В общем, я извинился и вернулся домой.
Потом я подумал, что история вышла ужасно смешная, захотел тебе позвонить и рассказать, что со мной приключилось, – ты бы с твоим чувством юмора поняла, как никто. Ты как раз такие истории и любишь, ты бы в ответ хрипло, музыкально расхохоталась и, смеясь, сказала бы, например: «Ой, нет!»
Я сидел и смотрел на телефон, очень хотел тебе позвонить, но никак не мог, потому что после недавнего звонка твоего друга знал, что в четверг ты умерла.
Я сходил поговорить об этом к приятельнице, оторвав ее от занятий любовью. Арбуз – просто забавный предлог поговорить о моем горе, как-то понять, что я никогда больше не смогу позвонить тебе и рассказать, как сейчас начудил, хотя, по сути, одна ты с твоим чувством юмора такое и оценишь.
С любовью,
Р.
Никки Араи умерла от сердечного приступа в Сан-Франциско 8 июля 1982 года.
Она страдала от рака, и ее сердце просто перестало биться.
Ей было тридцать восемь лет.
Я обязательно буду по ней скучать.
Посреди тихого перекрестка в Гонолулу я увидел новенькую женскую туфлю. Коричневая туфля – мерцала, будто кожаный алмаз. Туфле незачем было вот так лежать – она не играла роль в труппе остаточных осколков автокатастрофы, и парад, по всей видимости, по перекрестку не ходил, так что история туфли навсегда пребудет загадкой.
А я сказал – ну, конечно, нет, – что у туфли не было пары? Одна туфля, одинокая, чуть ли не призрачная. Почему, если видишь одну туфлю, сразу как-то неловко, если поблизости нет другой? Начинаешь искать. Где же другая туфля? Наверняка ведь где-то здесь.
Это многообещающее начало я продолжу рассказом о странствии одного человека – таким географическим календарем свободного падения, которое началось будто бы много лет, а вообще-то несколько месяцев физического времени назад.
В конце сентября я на две недели уехал из Монтаны в Сан-Франциско, а потом опять на Восток, читать лекцию в Баффало, Нью-Йорк, а потом еще на неделю в Канаду. Я вернулся в Сан-Франциско, проторчал там три недели, а затем истощение финансов погнало меня через залив в Беркли.

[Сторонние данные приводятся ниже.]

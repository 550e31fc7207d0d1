pub mod downloads;
pub mod error;
pub mod handlers;
pub mod media;
pub mod routes;
pub mod ws;

pub use error::ApiError;
pub use routes::create_router;
pub use ws::{spawn_heartbeat, WsBroadcaster, WsMessage};
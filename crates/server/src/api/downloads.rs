//! Download job endpoints.

use axum::{
    extract::{Path, State},
    http::StatusCode,
    Json,
};
use base64::{engine::general_purpose::STANDARD, Engine as _};
use serde::{Deserialize, Serialize};
use std::path::PathBuf;
use std::sync::Arc;
use tokio::sync::mpsc;
use tracing::debug;
use tunegrab_core::{
    CoverAspect, CustomArtwork, DownloadRequest, JobSnapshot, TargetFormat, TrackTags, TrimWindow,
};

use super::error::ApiError;
use crate::state::AppState;

// ============================================================================
// Request/Response Types
// ============================================================================

/// Request body for starting a download
#[derive(Debug, Default, Deserialize)]
pub struct CreateDownloadBody {
    /// Caller chosen id; generated when absent
    pub id: Option<String>,
    pub url: String,
    #[serde(default)]
    pub format: TargetFormat,
    pub title: Option<String>,
    pub artist: Option<String>,
    pub album: Option<String>,
    /// Seconds
    pub trim_start: Option<f64>,
    /// Seconds
    pub trim_end: Option<f64>,
    #[serde(default)]
    pub cover_aspect: CoverAspect,
    /// Thumbnail from an earlier `/info` lookup
    pub thumbnail_url: Option<String>,
    /// Inline cover, optionally as a `data:` URL
    pub cover_base64: Option<String>,
    /// Extension of the inline cover when not given by a `data:` URL
    pub cover_extension: Option<String>,
    /// Cover image already on the server's disk
    pub cover_path: Option<PathBuf>,
}

/// Response for a started download
#[derive(Debug, Serialize)]
pub struct CreateDownloadResponse {
    pub id: String,
}

/// Response for a cancel request
#[derive(Debug, Serialize)]
pub struct CancelResponse {
    pub cancelled: bool,
}

// ============================================================================
// Handlers
// ============================================================================

/// Start a download job
///
/// Returns as soon as the job is registered. Progress and the final result
/// are delivered over the WebSocket.
pub async fn create_download(
    State(state): State<Arc<AppState>>,
    Json(body): Json<CreateDownloadBody>,
) -> Result<(StatusCode, Json<CreateDownloadResponse>), ApiError> {
    let request = body.into_request()?;

    let buffer = state.config().pipeline.progress_buffer.max(1);
    let (tx, mut rx) = mpsc::channel(buffer);

    let handle = state.coordinator().spawn(request, tx).await?;
    let id = handle.id().to_string();

    let broadcaster = state.ws_broadcaster().clone();
    let job_id = id.clone();
    tokio::spawn(async move {
        let forward = {
            let broadcaster = broadcaster.clone();
            tokio::spawn(async move {
                while let Some(event) = rx.recv().await {
                    broadcaster.progress(event);
                }
            })
        };

        let result = handle.wait().await;
        // Progress for the job is fully delivered before its final message
        let _ = forward.await;
        broadcaster.job_finished(&job_id, &result);
        debug!(job_id = %job_id, "Reported job result");
    });

    Ok((StatusCode::ACCEPTED, Json(CreateDownloadResponse { id })))
}

/// List active jobs
pub async fn list_downloads(State(state): State<Arc<AppState>>) -> Json<Vec<JobSnapshot>> {
    Json(state.coordinator().active_jobs().await)
}

/// Cancel a job. Unknown ids are not an error.
pub async fn cancel_download(
    State(state): State<Arc<AppState>>,
    Path(id): Path<String>,
) -> Json<CancelResponse> {
    let cancelled = state.coordinator().cancel(&id).await;
    Json(CancelResponse { cancelled })
}

// ============================================================================
// Helpers
// ============================================================================

impl CreateDownloadBody {
    fn into_request(self) -> Result<DownloadRequest, ApiError> {
        let custom_artwork = match (self.cover_base64, self.cover_path) {
            (Some(_), Some(_)) => {
                return Err(ApiError::bad_request(
                    "cover_base64 and cover_path are mutually exclusive",
                ))
            }
            (Some(encoded), None) => Some(decode_inline_cover(
                &encoded,
                self.cover_extension.as_deref(),
            )?),
            (None, Some(path)) => Some(CustomArtwork::File(path)),
            (None, None) => None,
        };

        let tags = TrackTags {
            title: self.title,
            artist: self.artist,
            album: self.album,
        };

        let mut request = DownloadRequest::new(self.url, self.format)
            .with_tags(tags)
            .with_trim(TrimWindow::new(self.trim_start, self.trim_end))
            .with_cover_aspect(self.cover_aspect);
        request.id = self.id;
        request.thumbnail_url = self.thumbnail_url;
        request.custom_artwork = custom_artwork;

        Ok(request)
    }
}

/// Decodes base64 cover bytes, accepting a `data:image/<ext>;base64,` prefix.
fn decode_inline_cover(
    encoded: &str,
    extension: Option<&str>,
) -> Result<CustomArtwork, ApiError> {
    let encoded = encoded.trim();
    let (mime_ext, payload) = match encoded.strip_prefix("data:") {
        Some(rest) => {
            let (header, payload) = rest
                .split_once(',')
                .ok_or_else(|| ApiError::bad_request("malformed data URL"))?;
            let ext = header
                .split(';')
                .next()
                .and_then(|mime| mime.strip_prefix("image/"))
                .map(str::to_string);
            (ext, payload)
        }
        None => (None, encoded),
    };

    let data = STANDARD
        .decode(payload)
        .map_err(|e| ApiError::bad_request(format!("invalid cover_base64: {}", e)))?;
    if data.is_empty() {
        return Err(ApiError::bad_request("cover_base64 is empty"));
    }

    let extension = mime_ext
        .or_else(|| extension.map(str::to_string))
        .unwrap_or_else(|| "jpg".to_string());

    Ok(CustomArtwork::Inline { data, extension })
}

#[cfg(test)]
mod tests {
    use super::*;

    #[test]
    fn test_decode_data_url() {
        let artwork = decode_inline_cover("data:image/png;base64,aGVsbG8=", None).unwrap();
        assert_eq!(
            artwork,
            CustomArtwork::Inline {
                data: b"hello".to_vec(),
                extension: "png".to_string(),
            }
        );
    }

    #[test]
    fn test_decode_plain_base64_uses_given_extension() {
        let artwork = decode_inline_cover("aGVsbG8=", Some("webp")).unwrap();
        assert!(matches!(
            artwork,
            CustomArtwork::Inline { ref extension, .. } if extension == "webp"
        ));
    }

    #[test]
    fn test_decode_rejects_garbage() {
        assert!(decode_inline_cover("!!not base64!!", None).is_err());
        assert!(decode_inline_cover("data:image/png;base64", None).is_err());
        assert!(decode_inline_cover("", None).is_err());
    }

    #[test]
    fn test_body_rejects_two_covers() {
        let body = CreateDownloadBody {
            url: "https://example.com/video123".to_string(),
            cover_base64: Some("aGVsbG8=".to_string()),
            cover_path: Some(PathBuf::from("/tmp/cover.jpg")),
            ..Default::default()
        };
        assert!(body.into_request().is_err());
    }

    #[test]
    fn test_body_maps_to_request() {
        let body = CreateDownloadBody {
            id: Some("job-1".to_string()),
            url: "https://example.com/video123".to_string(),
            format: TargetFormat::M4a,
            title: Some("Song".to_string()),
            trim_start: Some(5.0),
            cover_aspect: CoverAspect::Widescreen,
            ..Default::default()
        };

        let request = body.into_request().unwrap();
        assert_eq!(request.id.as_deref(), Some("job-1"));
        assert_eq!(request.format, TargetFormat::M4a);
        assert_eq!(request.tags.title.as_deref(), Some("Song"));
        assert_eq!(request.trim.start, Some(5.0));
        assert_eq!(request.cover_aspect, CoverAspect::Widescreen);
        assert!(request.custom_artwork.is_none());
    }
}
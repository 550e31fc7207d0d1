//! Download registry and cancellation.
//!
//! The registry maps each active job id to its kill switch and temp prefix.
//! It is owned by the coordinator and shared by cloning; there is no global
//! instance. Two parties mutate it: `cancel`, and each job's terminal
//! handler through `complete`.
//!
//! A cancelled job disappears from every public view at once, but its entry
//! stays behind as a tombstone until the job's own `complete` runs. Until
//! then the id cannot be registered again, so the old job's cleanup can
//! never touch files of a newer job with the same id.

use chrono::{DateTime, Utc};
use serde::Serialize;
use std::collections::HashMap;
use std::sync::atomic::{AtomicU64, Ordering};
use std::sync::Arc;
use thiserror::Error;
use tokio::sync::RwLock;
use tokio::task::JoinHandle;
use tokio_util::sync::CancellationToken;
use tracing::{debug, info};

use crate::pipeline::{JobState, TempPrefix};

/// Errors returned by the registry.
#[derive(Debug, Error)]
pub enum RegistryError {
    /// An entry for this id already exists.
    #[error("Job already registered: {0}")]
    AlreadyRegistered(String),
}

struct RegistryEntry {
    serial: u64,
    token: CancellationToken,
    prefix: TempPrefix,
    source_url: String,
    state: JobState,
    started_at: DateTime<Utc>,
    purge: Option<JoinHandle<usize>>,
}

impl RegistryEntry {
    fn is_live(&self) -> bool {
        !self.token.is_cancelled()
    }
}

/// Proof of registration held by a running job.
///
/// The serial ties it to exactly one entry, so `complete` can never remove
/// an entry created later under the same id.
#[derive(Debug, Clone)]
pub struct Registration {
    id: String,
    serial: u64,
    token: CancellationToken,
}

impl Registration {
    pub fn id(&self) -> &str {
        &self.id
    }

    /// The job's kill switch.
    pub fn token(&self) -> CancellationToken {
        self.token.clone()
    }

    pub fn is_cancelled(&self) -> bool {
        self.token.is_cancelled()
    }
}

/// Public view of an active job.
#[derive(Debug, Clone, PartialEq, Serialize)]
pub struct JobSnapshot {
    pub id: String,
    pub source_url: String,
    pub state: JobState,
    pub started_at: DateTime<Utc>,
}

/// Registry of active jobs.
#[derive(Clone, Default)]
pub struct DownloadRegistry {
    entries: Arc<RwLock<HashMap<String, RegistryEntry>>>,
    next_serial: Arc<AtomicU64>,
}

impl DownloadRegistry {
    pub fn new() -> Self {
        Self::default()
    }

    /// Creates the entry for a job.
    pub async fn register(
        &self,
        id: &str,
        prefix: TempPrefix,
        source_url: &str,
    ) -> Result<Registration, RegistryError> {
        let mut entries = self.entries.write().await;
        if entries.contains_key(id) {
            return Err(RegistryError::AlreadyRegistered(id.to_string()));
        }

        let serial = self.next_serial.fetch_add(1, Ordering::Relaxed);
        let token = CancellationToken::new();
        entries.insert(
            id.to_string(),
            RegistryEntry {
                serial,
                token: token.clone(),
                prefix,
                source_url: source_url.to_string(),
                state: JobState::Registered,
                started_at: Utc::now(),
                purge: None,
            },
        );
        debug!(job_id = %id, serial, "Registered job");

        Ok(Registration {
            id: id.to_string(),
            serial,
            token,
        })
    }

    /// Moves a job into its first running state.
    pub async fn mark_running(&self, id: &str) {
        self.set_state(id, JobState::Extracting).await;
    }

    /// Updates the reported state of an active job. Unknown ids are ignored.
    pub async fn set_state(&self, id: &str, state: JobState) {
        if let Some(entry) = self.entries.write().await.get_mut(id).filter(|e| e.is_live()) {
            entry.state = state;
        }
    }

    /// Whether the job registered under `id` has been cancelled and has not
    /// finished yet.
    pub async fn is_cancelled(&self, id: &str) -> bool {
        self.entries
            .read()
            .await
            .get(id)
            .is_some_and(|e| !e.is_live())
    }

    /// Whether a live, uncancelled job exists for `id`.
    pub async fn contains(&self, id: &str) -> bool {
        self.entries.read().await.get(id).is_some_and(RegistryEntry::is_live)
    }

    /// Cancels a job.
    ///
    /// Fires the kill switch, schedules deletion of every prefixed temp file
    /// and hides the job from every public view. Returns `false` without side
    /// effects when no live entry exists, including for a job that was
    /// already cancelled.
    pub async fn cancel(&self, id: &str) -> bool {
        let mut entries = self.entries.write().await;
        let Some(entry) = entries.get_mut(id).filter(|e| e.is_live()) else {
            debug!(job_id = %id, "Cancel for unknown job ignored");
            return false;
        };

        entry.token.cancel();
        entry.state = JobState::Cancelled;

        let prefix = entry.prefix.clone();
        entry.purge = Some(tokio::spawn(async move { prefix.purge().await }));

        info!(job_id = %id, "Job cancelled");
        true
    }

    /// Removes the entry belonging to `registration`.
    ///
    /// A purge scheduled by `cancel` is awaited first, so the id only
    /// becomes free once none of its files can still be deleted. Returns
    /// `false` if the entry belongs to a different registration.
    pub async fn complete(&self, registration: &Registration) -> bool {
        let pending_purge = {
            let mut entries = self.entries.write().await;
            match entries.get_mut(&registration.id) {
                Some(entry) if entry.serial == registration.serial => entry.purge.take(),
                _ => return false,
            }
        };

        if let Some(purge) = pending_purge {
            if let Err(e) = purge.await {
                debug!(job_id = %registration.id, "Cancel purge task failed: {}", e);
            }
        }

        let mut entries = self.entries.write().await;
        match entries.get(&registration.id) {
            Some(entry) if entry.serial == registration.serial => {
                entries.remove(&registration.id);
                debug!(job_id = %registration.id, "Deregistered job");
                true
            }
            _ => false,
        }
    }

    /// Live jobs, oldest first.
    pub async fn snapshot(&self) -> Vec<JobSnapshot> {
        let mut jobs: Vec<JobSnapshot> = self
            .entries
            .read()
            .await
            .iter()
            .filter(|(_, entry)| entry.is_live())
            .map(|(id, entry)| JobSnapshot {
                id: id.clone(),
                source_url: entry.source_url.clone(),
                state: entry.state,
                started_at: entry.started_at,
            })
            .collect();
        jobs.sort_by(|a, b| a.started_at.cmp(&b.started_at).then_with(|| a.id.cmp(&b.id)));
        jobs
    }

    /// Number of entries, cancelled jobs that are still winding down
    /// included.
    pub async fn len(&self) -> usize {
        self.entries.read().await.len()
    }

    pub async fn is_empty(&self) -> bool {
        self.entries.read().await.is_empty()
    }
}
//! Error types for the pipeline module.

use thiserror::Error;

use crate::extractor::ExtractorError;
use crate::registry::RegistryError;
use crate::transcoder::TranscodeError;

/// Why a job or a metadata query did not produce a result.
#[derive(Debug, Error)]
pub enum PipelineError {
    /// The request was rejected before any side effect.
    #[error("Invalid request: {reason}")]
    InvalidRequest { reason: String },

    /// Another job with the same id is still active.
    #[error("Job already active: {id}")]
    AlreadyRegistered { id: String },

    /// yt-dlp failed or printed something unparsable.
    #[error("Extraction failed: {0}")]
    Extraction(#[source] ExtractorError),

    /// A playlist enumerated to zero usable items.
    #[error("No items found")]
    NoItemsFound,

    /// ffmpeg failed; no output file should be trusted.
    #[error("Transcode failed: {0}")]
    Transcode(#[source] TranscodeError),

    /// The job was cancelled by the caller.
    #[error("Job cancelled")]
    Cancelled,

    /// yt-dlp reported success but no raw audio file carries the job prefix.
    #[error("No downloaded audio found for prefix {prefix}")]
    FileLocation { prefix: String },

    /// I/O error around the job's own files.
    #[error("I/O error: {0}")]
    Io(#[from] std::io::Error),

    /// The job task died unexpectedly.
    #[error("Internal error: {reason}")]
    Internal { reason: String },
}

impl PipelineError {
    pub fn invalid_request(reason: impl Into<String>) -> Self {
        Self::InvalidRequest {
            reason: reason.into(),
        }
    }

    /// Stable identifier of the error kind.
    pub fn kind(&self) -> &'static str {
        match self {
            Self::InvalidRequest { .. } => "invalid_request",
            Self::AlreadyRegistered { .. } => "already_registered",
            Self::Extraction(_) => "extraction",
            Self::NoItemsFound => "no_items_found",
            Self::Transcode(_) => "transcode",
            Self::Cancelled => "cancelled",
            Self::FileLocation { .. } => "file_location",
            Self::Io(_) => "io",
            Self::Internal { .. } => "internal",
        }
    }

    /// Cancellation is not a failure and should not be styled as one.
    pub fn is_cancelled(&self) -> bool {
        matches!(self, Self::Cancelled)
    }

    /// Best-effort message built from the tools' own output.
    pub fn user_message(&self) -> String {
        match self {
            Self::Extraction(e) => e.user_message(),
            Self::Transcode(e) => e.user_message(),
            other => other.to_string(),
        }
    }
}

impl From<ExtractorError> for PipelineError {
    fn from(e: ExtractorError) -> Self {
        match e {
            ExtractorError::Cancelled => Self::Cancelled,
            ExtractorError::NoItemsFound => Self::NoItemsFound,
            other => Self::Extraction(other),
        }
    }
}

impl From<TranscodeError> for PipelineError {
    fn from(e: TranscodeError) -> Self {
        match e {
            TranscodeError::Cancelled => Self::Cancelled,
            other => Self::Transcode(other),
        }
    }
}

impl From<RegistryError> for PipelineError {
    fn from(e: RegistryError) -> Self {
        match e {
            RegistryError::AlreadyRegistered(id) => Self::AlreadyRegistered { id },
        }
    }
}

Три недели я прожил в Беркли, а потом на несколько дней уехал на Аляску в Кетчикан, после чего полетел на одну ночь севернее, в Анкоридж. Наутро, очень рано, я бросил снега Анкориджа ради Гонолулу (пожалуйста, потерпите меня, пока я тут календарь заполняю), Гавайи, где прожил месяц, лишь на два дня посреди этого месяца съездив на остров Мауи. Затем вернулся в Гонолулу, закруглил свой визит и возвратился в Беркли, где и живу, ожидая поездки в Чикаго в середине февраля.
Теперь мы смутно представляем, куда в географическом календаре угодили, и можем перейти к самому странствию, а оно короче не становится, потому что мы и сюда-то вон сколько добирались, а ведь здесь, можно сказать, начинаем заново. Остается дивиться, что такого важного в одинокой женской туфле посреди перекрестка в Гонолулу и в одном человеке, который несколько месяцев мотается туда-сюда, вперед-назад, вдоль и поперек по всей Америке с кратким заездом в Канаду.
Надеюсь, скоро случится что-нибудь поинтереснее.
Не помешало бы.
Пожалуй, вот с чего начнем: я не хочу знать, в какой комнате она повесилась. Один человек, который знал, как-то раз начал было рассказывать, а я сказал, что знать не хочу. Человек был милый и не досказал. Так разговор и остался за кухонным столом незаконченным.
Мы ужинали, и я к тому же не хотел, чтобы у нас на ужин оказалось ее самоубийство. Не помню, что мы ели, но смерть несчастливой женщины никак не стала бы удачной приправой к нашей еде.
Не хочешь ведь в отделе специй в супермаркете между орегано, сладким базиликом, семенами кориандра, укропом и чесночным порошком обнаружить «смерть-через-повешение» на этикетке пузырька с ингредиентами чудовищных последствий и составом, гарантирующим гибель всей еды на корню.
Если готовишь сам, не захочешь добавлять смерть-через-повешение ни в какое блюдо, или если ужинаешь в гостях, и там подают съестное с уникальным вкусом, и ты спрашиваешь хозяина и кухарку, что это за вкус такой, а они тебе как ни в чем не бывало:
– А, это мы новую специю пробуем. Вкусно?
– Необычно. Что-то я ее не узнаю. Как называется?
– Смерть-через-повешение.
Пожалуй, теперь, когда я рассказываю про женщину, покончившую с собой, мы более или менее начали эту книгу – начало вполне сносное, уж получше раздумий об истории туфли на перекрестке в Гонолулу, и я способен и свободен мотаться по географическому календарю физических событий, слегка описанных в 4-м, 5-м и 6-м абзацах этого странствия.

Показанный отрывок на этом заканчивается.